The second part is the assignments layer: it describes what is actually deployed, for which BU, on which environment, referencing a specific version of the catalog.

assignments/
├── bu1/
│   ├── dev/
│   ├── hml/
│   └── prd/
└── bu2/
    ├── dev/
    ├── hml/
    └── prd/

The versioning problem

This is the trickiest point in this architecture. If the catalog is shared, a change to a policy can impact all BUs and all environments simultaneously - which is exactly what we want to avoid.

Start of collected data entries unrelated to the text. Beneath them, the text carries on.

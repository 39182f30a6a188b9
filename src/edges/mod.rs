//! Canny-style edge extraction.
//!
//! Three passes over the smoothed intensity raster:
//!
//! - Sobel gradients giving per-pixel `gx`, `gy` and magnitude ([`grad`]).
//! - Non-maximum suppression along the quantized gradient direction,
//!   thinning ridges to one pixel ([`nms`]).
//! - Two-threshold hysteresis: pixels above the high threshold are definite
//!   edges; pixels above the low threshold survive only when 8-connected to
//!   a definite edge ([`hysteresis`]).
//!
//! The output is a binary [`EdgeMap`]; an all-zero map is a valid result
//! for featureless inputs, not an error.

pub mod grad;
pub mod hysteresis;
pub mod nms;

pub use grad::{sobel_gradients, Grad};

use crate::image::ImageF32;
use serde::{Deserialize, Serialize};

/// Hysteresis thresholds on the 8-bit gradient magnitude scale.
#[derive(Clone, Copy, Debug, Serialize, Deserialize)]
#[serde(default)]
pub struct CannyOptions {
    pub low_threshold: f32,
    pub high_threshold: f32,
}

impl Default for CannyOptions {
    fn default() -> Self {
        Self {
            low_threshold: 50.0,
            high_threshold: 150.0,
        }
    }
}

/// Binary edge mask, values in {0, 1}, row-major with `stride == w`.
#[derive(Clone, Debug)]
pub struct EdgeMap {
    pub w: usize,
    pub h: usize,
    pub data: Vec<u8>,
}

impl EdgeMap {
    pub fn new(w: usize, h: usize) -> Self {
        Self {
            w,
            h,
            data: vec![0u8; w * h],
        }
    }

    #[inline]
    pub fn idx(&self, x: usize, y: usize) -> usize {
        y * self.w + x
    }

    #[inline]
    pub fn get(&self, x: usize, y: usize) -> bool {
        self.data[self.idx(x, y)] != 0
    }

    #[inline]
    pub fn set(&mut self, x: usize, y: usize) {
        let i = self.idx(x, y);
        self.data[i] = 1;
    }

    /// Number of set pixels.
    pub fn count(&self) -> usize {
        self.data.iter().filter(|&&v| v != 0).count()
    }
}

/// Run the full edge extraction on a smoothed intensity raster.
pub fn detect_edges(l: &ImageF32, opts: &CannyOptions) -> EdgeMap {
    let grad = sobel_gradients(l);
    let thin = nms::suppress_non_maxima(&grad, opts.low_threshold);
    hysteresis::link_edges(&thin, opts.low_threshold, opts.high_threshold)
}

💡 The system can be improved by leveraging a versioning system based on a package manager like Artifactory. The main advantage of such a solution is that it becomes easier to publish versioned service packages and consume them via tooling for deployment. This requires a more complex technical architecture but is a more flexible long-term solution than what is presented here.

Implementation

Why the azapi provider?

The azurerm provider exposes dedicated Terraform resources for policies (azurerm_policy_definition, azurerm_management_group_policy_assignment…), but it has a drawback: it always lags behind the ARM API, which can be a real obstacle when you want to use Azure features not yet in GA. Furthermore, overrides, resourceSelectors, or certain enforcementMode fields are not always available when you need them.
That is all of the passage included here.